Al satisfacer nuestros deseos y suplir nuestras necesidades, el mundo virtual se ha vuelto un espacio psíquico que no solo exacerba nuestras fantasías, sino que nos regresa al narcisismo primario de Freud, donde insistimos en nuestro deseo a expensas de la realidad. Así trasladamos esa misma insistencia al mundo real e, inflados por nuestra omnipotencia virtual, nos volvemos prepotentes ante las dificultades de la realidad, desconsiderados y egoístas frente a los demás. Cuando la verdad va perdiendo importancia se destruye el principio que sustenta la vida en comunidad y le da sentido a la honorabilidad, la lealtad, la honestidad, como lo comprobamos diariamente en las noticias, en el tráfico tanto como en la política. Y va creciendo también, por supuesto, la corrupción.
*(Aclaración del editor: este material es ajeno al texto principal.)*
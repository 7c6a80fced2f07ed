//! Type definitions for the credit scoring pipeline

pub mod client;
pub mod decision;

pub use client::{ClientProfile, ClientRow, ProductRow, TransactionRow};
pub use decision::{Decision, Explanation, ScoringDecision, ScoringRequest};
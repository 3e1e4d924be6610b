//! Optional observability helpers for relay stages.
//!
//! # Feature Flags
//!
//! - Enable `tracing` to emit structured spans named `bearer_relay.stage` with the `stage` and
//!   `call_site` fields, plus `decision`/`reject_reason` on sends and `policy`/`resolution` on
//!   refreshes.
//! - Enable `metrics` to increment `bearer_relay_stage_total` (labeled by `stage` + `outcome`),
//!   `bearer_relay_decision_total` (labeled by `decision` + `reject_reason`), and
//!   `bearer_relay_refresh_total` (labeled by `policy` + `resolution`).

mod metrics;
mod tracing;

pub use metrics::*;
pub use tracing::*;

// self
use crate::_prelude::*;

/// Pipeline stages observed by the relay.
#[derive(Clone, Copy, Debug, PartialEq, Eq, Hash)]
pub enum RelayStage {
	/// Intercepted send through [`RelayClient::send`](crate::client::RelayClient::send).
	Send,
	/// Call to the refresh endpoint.
	Refresh,
	/// Single replay of a request after a successful refresh.
	Replay,
}
impl RelayStage {
	/// Returns a stable label suitable for span or metric fields.
	pub const fn as_str(self) -> &'static str {
		match self {
			RelayStage::Send => "send",
			RelayStage::Refresh => "refresh",
			RelayStage::Replay => "replay",
		}
	}
}
impl Display for RelayStage {
	fn fmt(&self, f: &mut Formatter) -> FmtResult {
		f.write_str(self.as_str())
	}
}

/// Outcome labels recorded for each stage.
#[derive(Clone, Copy, Debug, PartialEq, Eq, Hash)]
pub enum StageOutcome {
	/// Entry to a stage.
	Attempt,
	/// Successful completion.
	Success,
	/// Failure propagated back to the caller.
	Failure,
}
impl StageOutcome {
	/// Returns a stable label suitable for span or metric fields.
	pub const fn as_str(self) -> &'static str {
		match self {
			StageOutcome::Attempt => "attempt",
			StageOutcome::Success => "success",
			StageOutcome::Failure => "failure",
		}
	}
}
impl Display for StageOutcome {
	fn fmt(&self, f: &mut Formatter) -> FmtResult {
		f.write_str(self.as_str())
	}
}

/// How a refresh obtained the token it returned.
#[derive(Clone, Copy, Debug, PartialEq, Eq, Hash)]
pub enum RefreshResolution {
	/// The refresh endpoint was called.
	Exchanged,
	/// A concurrent caller's newer token was reused without a call.
	Reused,
}
impl RefreshResolution {
	/// Returns a stable label suitable for span or metric fields.
	pub const fn as_str(self) -> &'static str {
		match self {
			RefreshResolution::Exchanged => "exchanged",
			RefreshResolution::Reused => "reused",
		}
	}
}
Vilém Flusser, estudioso de los medios, observaba que, al empezar a vivir a través de una pantalla, siempre mediados por una prótesis tecnológica, las condiciones mismas en las que normalmente adquirimos nuestras creencias cambian radicalmente. Tanto los hechos como los hechos alternativos van constituyendo la base de nuestras opiniones. Confundiendo unos con otros, empezamos a articular un mundo de parámetros y criterios distintos, donde se impone la posverdad. Detrás de la actividad frenética de la vida en las redes, la verdad va quedando olvidada, mientras nosotros escuchamos cómo la gente todo el tiempo miente y se contradice, y con indignación presenciamos cómo eso se normaliza.

Tendríamos que volver a la pregunta de Sócrates a Glaucón en la República: si tuviésemos un anillo que al darle vuelta nos hiciese invisibles, “¿quién perseveraría en la justicia y se abstendría de robar y fornicar con quien se le antojara, matar o liberar a personas a su arbitrio, obrar, en fin, como un dios rodeado de mortales?”. Ya tenemos nuestro anillo de invisibilidad en el mundo virtual, y, por lo que vemos, nuestra respuesta parecería ser la misma de Sócrates: ninguno. Tal vez la tarea frente al virus de la posverdad sea encontrar otro asidero que la verdad para recuperar la ética.